A relação entre café e saúde já rendeu uma longa lista de associações, incluindo menor risco de diabetes tipo 2 e doenças cardiovasculares. Agora, um estudo finlandês publicado no European Journal of Nutrition encontrou outra pista: pessoas com maior consumo habitual da bebida apresentaram menos gordura corporal, mais massa muscular e alterações em marcadores metabólicos e hormônios sexuais.
A Finlândia oferece um cenário particularmente interessante para esse tipo de investigação. O país está entre os maiores consumidores de café do mundo, com média anual próxima de 12 kg por pessoa.
O que diz o estudo
Pesquisadores da Universidade de Oulu analisaram dados de 2.264 participantes, todos com 46 anos, integrantes da Coorte de Nascimentos do Norte da Finlândia de 1966. A equipe comparou o consumo habitual de café com metabólitos presentes no sangue, indicadores de risco cardiometabólico e níveis de hormônios sexuais.
Indivíduos que consumiam mais café tinham uma tendência a apresentar maior massa muscular esquelética e menor quantidade de gordura corporal total e visceral. A diferença apareceu mesmo com IMC (índice de massa corporal) semelhante entre os grupos de maior e menor consumo.
Outro achado envolveu os aminoácidos de cadeia ramificada, conhecidos pela sigla BCAA. As concentrações desses metabólitos eram menores entre os maiores consumidores de café, tanto em homens quanto em mulheres. Níveis elevados de BCAA já foram associados, em estudos anteriores, à resistência à insulina e ao maior risco de diabetes tipo 2.
As alterações hormonais foram mais evidentes nos homens. O maior consumo de café esteve associado a um perfil glicêmico e insulinêmico mais favorável, além de níveis mais altos de testosterona total e biodisponível e de globulina de ligação aos hormônios sexuais (SHBG), proteína responsável pelo transporte dos hormônios sexuais no sangue. Ao mesmo tempo, a testosterona livre e o índice de androgênio livre apresentaram valores ligeiramente menores.
Nas mulheres, as associações foram mais restritas. O maior consumo esteve principalmente relacionado a níveis mais altos de SHBG e menores concentrações de andrógenos livres.

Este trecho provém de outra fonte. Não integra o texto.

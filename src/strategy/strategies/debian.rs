//! Debian strategy
//!
//! Builds one unit per arch-specific header package:
//! `[linux-kbuild, linux-headers-<arch>, linux-headers-common]`.
//!
//! The matching runs in four steps:
//! 1. Index `linux-kbuild-*` packages by package version (duplicates are a
//!    file clash) and by kernel series.
//! 2. Index `linux-headers-*` packages by file name, keeping the copy from
//!    the most trusted pool, then group them by kernel version and keep only
//!    the newest package version of each.
//! 3. Find the kbuild package: same package version and pool as the headers,
//!    or else the newest kbuild of the kernel version, truncated at `-`/`.`
//!    until a series matches (`5.10.0-8` -> `5.10.0` -> `5.10`).
//! 4. Split off the single common header package and emit one group per
//!    arch-specific header.

use std::sync::Arc;

use indexmap::IndexMap;
use tracing::{debug, info};

use crate::config::DebianConfig;
use crate::extractor::debian::{DebianBuildSupportExtractor, DebianHeaderExtractor};
use crate::extractor::traits::Extractor;
use crate::extractor::types::ParsedArtifact;
use crate::pool::{HostPoolResolver, PoolPriority, PoolResolver};
use crate::strategy::error::GroupingError;
use crate::strategy::kind::StrategyKind;
use crate::strategy::traits::{Group, Strategy};
use crate::version::{compare_versions, newest};

/// Smallest listing that can form a unit: kbuild, arch headers, common headers
const MIN_PACKAGES: usize = 3;

pub struct DebianStrategy {
    build_support: DebianBuildSupportExtractor,
    headers: DebianHeaderExtractor,
    pools: Arc<dyn PoolResolver>,
    priority: PoolPriority,
    common_marker: String,
}

/// kbuild packages of one listing
#[derive(Debug, Default)]
struct BuildSupportIndex {
    by_package_version: IndexMap<String, ParsedArtifact>,
    /// Newest package version first
    by_kernel_version: IndexMap<String, Vec<ParsedArtifact>>,
}

impl DebianStrategy {
    pub fn new(
        pools: Arc<dyn PoolResolver>,
        priority: PoolPriority,
        common_marker: impl Into<String>,
    ) -> Self {
        Self {
            build_support: DebianBuildSupportExtractor::new(),
            headers: DebianHeaderExtractor::new(),
            pools,
            priority,
            common_marker: common_marker.into(),
        }
    }

    pub fn from_config(config: &DebianConfig) -> Self {
        Self::new(
            Arc::new(HostPoolResolver),
            PoolPriority::new(config.trusted_pools.clone()),
            config.common_marker.clone(),
        )
    }

    fn index_build_support(&self, artifacts: &[String]) -> Result<BuildSupportIndex, GroupingError> {
        let mut index = BuildSupportIndex::default();

        for parsed in artifacts.iter().filter_map(|a| self.build_support.extract(a)) {
            if let Some(existing) = index.by_package_version.get(&parsed.package_version) {
                return Err(GroupingError::Clash {
                    key: format!("kbuild package version {}", parsed.package_version),
                    first: existing.artifact.clone(),
                    second: parsed.artifact,
                });
            }

            index
                .by_kernel_version
                .entry(parsed.kernel_version.clone())
                .or_default()
                .push(parsed.clone());
            index
                .by_package_version
                .insert(parsed.package_version.clone(), parsed);
        }

        for kbuilds in index.by_kernel_version.values_mut() {
            kbuilds.sort_by(|a, b| compare_versions(&b.package_version, &a.package_version));
        }

        Ok(index)
    }

    /// Header packages grouped by kernel version, newest package version first
    fn index_headers(&self, artifacts: &[String]) -> IndexMap<String, Vec<ParsedArtifact>> {
        let mut by_name: IndexMap<String, ParsedArtifact> = IndexMap::new();

        for parsed in artifacts.iter().filter_map(|a| self.headers.extract(a)) {
            match by_name.get_mut(&parsed.base_name) {
                Some(existing) => {
                    if self.priority.prefers(&parsed.artifact, &existing.artifact) {
                        debug!(
                            "Preferring {} over duplicate {}",
                            parsed.artifact, existing.artifact
                        );
                        *existing = parsed;
                    }
                }
                None => {
                    by_name.insert(parsed.base_name.clone(), parsed);
                }
            }
        }

        let mut by_kernel_version: IndexMap<String, Vec<ParsedArtifact>> = IndexMap::new();
        for parsed in by_name.into_values() {
            by_kernel_version
                .entry(parsed.kernel_version.clone())
                .or_default()
                .push(parsed);
        }

        for headers in by_kernel_version.values_mut() {
            headers.sort_by(|a, b| compare_versions(&b.package_version, &a.package_version));
        }

        by_kernel_version
    }

    /// Keep the headers of the newest package version; they must share a pool
    fn newest_headers(
        &self,
        mut headers: Vec<ParsedArtifact>,
    ) -> Result<Vec<ParsedArtifact>, GroupingError> {
        if headers.is_empty() {
            return Ok(headers);
        }
        let newest_version = headers[0].package_version.clone();
        headers.retain(|h| h.package_version == newest_version);

        let first = &headers[0];
        if let Some(stray) = headers
            .iter()
            .find(|h| !self.pools.same_pool(&first.artifact, &h.artifact))
        {
            return Err(GroupingError::CrossPool {
                first: first.artifact.clone(),
                first_pool: self.pools.pool_of(&first.artifact),
                second: stray.artifact.clone(),
                second_pool: self.pools.pool_of(&stray.artifact),
            });
        }

        Ok(headers)
    }

    fn find_build_support<'a>(
        &self,
        kernel_version: &str,
        headers: &[ParsedArtifact],
        index: &'a BuildSupportIndex,
    ) -> Result<&'a ParsedArtifact, GroupingError> {
        let mut candidates: Vec<&ParsedArtifact> = headers
            .iter()
            .filter_map(|header| {
                index
                    .by_package_version
                    .get(&header.package_version)
                    .filter(|kbuild| self.pools.same_pool(&header.artifact, &kbuild.artifact))
            })
            .collect();

        if candidates.is_empty() {
            let anchor = &headers[0];
            if let Some((series, kbuilds)) = fallback_keys(kernel_version)
                .find_map(|key| index.by_kernel_version.get(key).map(|k| (key, k)))
            {
                debug!(
                    "No kbuild for package version {}, falling back to kernel series {}",
                    anchor.package_version, series
                );
                candidates = kbuilds
                    .iter()
                    .filter(|kbuild| self.pools.same_pool(&anchor.artifact, &kbuild.artifact))
                    .collect();
            }
        }

        newest(&candidates, |kbuild| kbuild.package_version.as_str())
            .copied()
            .ok_or_else(|| GroupingError::Incomplete {
                key: kernel_version.to_string(),
                reason: format!(
                    "failed to find kbuild package, candidates are {:?}",
                    index.by_kernel_version.keys().collect::<Vec<_>>()
                ),
            })
    }

    /// Split headers into the optional common package and the arch-specific ones
    fn split_common<'a>(
        &self,
        kernel_version: &str,
        headers: &'a [ParsedArtifact],
    ) -> Result<(Option<&'a ParsedArtifact>, Vec<&'a ParsedArtifact>), GroupingError> {
        let mut common: Option<&ParsedArtifact> = None;
        let mut arch_specific = Vec::with_capacity(headers.len());

        for header in headers {
            if !header.base_name.contains(self.common_marker.as_str()) {
                arch_specific.push(header);
                continue;
            }
            if let Some(existing) = common {
                return Err(GroupingError::Clash {
                    key: format!("common header package of kernel version {}", kernel_version),
                    first: existing.artifact.clone(),
                    second: header.artifact.clone(),
                });
            }
            common = Some(header);
        }

        Ok((common, arch_specific))
    }
}

impl Strategy for DebianStrategy {
    fn kind(&self) -> StrategyKind {
        StrategyKind::Debian
    }

    fn group(&self, artifacts: &[String]) -> Result<Vec<Group>, GroupingError> {
        if artifacts.len() < MIN_PACKAGES {
            return Err(GroupingError::Precondition {
                strategy: self.kind(),
                reason: format!(
                    "need at least {} packages, got {}",
                    MIN_PACKAGES,
                    artifacts.len()
                ),
            });
        }

        let build_support = self.index_build_support(artifacts)?;
        let mut groups = Vec::new();

        for (kernel_version, headers) in self.index_headers(artifacts) {
            let headers = self.newest_headers(headers)?;

            // e.g. linux-headers-5.6.0-2-common_5.6.14-2_all.deb without its arch package
            if headers.len() < 2 {
                debug!(
                    "Ignoring kernel version {} without arch specific headers",
                    kernel_version
                );
                continue;
            }

            let kbuild = self.find_build_support(&kernel_version, &headers, &build_support)?;
            let (common, arch_specific) = self.split_common(&kernel_version, &headers)?;

            for arch in arch_specific {
                let mut group = vec![kbuild.artifact.clone(), arch.artifact.clone()];
                if let Some(common) = common {
                    group.push(common.artifact.clone());
                }
                groups.push(group);
            }
        }

        info!(
            "Grouped {} debian artifacts into {} groups",
            artifacts.len(),
            groups.len()
        );
        Ok(groups)
    }
}

/// Kernel version followed by its truncations at each `-` or `.`, longest
/// first: `5.10.0-8` -> `5.10.0-8`, `5.10.0`, `5.10`, `5`.
fn fallback_keys(kernel_version: &str) -> impl Iterator<Item = &str> {
    let cuts: Vec<usize> = kernel_version
        .char_indices()
        .filter(|(_, c)| matches!(c, '-' | '.'))
        .map(|(idx, _)| idx)
        .collect();

    std::iter::once(kernel_version).chain(
        cuts.into_iter()
            .rev()
            .map(move |idx| &kernel_version[..idx]),
    )
}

Os pesquisadores acreditam que os hormônios sexuais podem representar uma importante via biológica que liga o consumo de café à saúde metabólica. A testosterona e a SHBG são reguladores-chave da adiposidade, da sensibilidade à insulina e da função vascular, e têm sido implicadas no desenvolvimento da síndrome metabólica, diabetes tipo 2 e doenças cardiovasculares.
Os pesquisadores consideram possível haver uma relação entre essas alterações hormonais e parte dos efeitos metabólicos associados ao café em estudos anteriores. A pesquisa também chama atenção para diferenças entre homens e mulheres, algo ainda pouco explorado nessa área.
Limitações
O principal limite está no próprio desenho do estudo. Por ser observacional, a pesquisa identifica associações, mas não consegue provar causa e efeito. Portanto, não é possível concluir a partir desses dados que beber mais café provoque redução de gordura, aumento de massa muscular ou alterações hormonais.
Outros fatores também podem influenciar os resultados, mesmo após os pesquisadores considerarem aspectos relacionados ao estilo de vida e ao IMC. Além disso, ainda não está claro quais componentes do café poderiam estar envolvidos nas associações encontradas.
Os autores pretendem investigar esses mecanismos em modelos animais antes de avançar para estudos de intervenção em humanos. Até lá, os resultados servem como ponto de partida para entender melhor como o café pode interagir com o metabolismo e os hormônios, mas não são suficientes para estabelecer uma recomendação de consumo.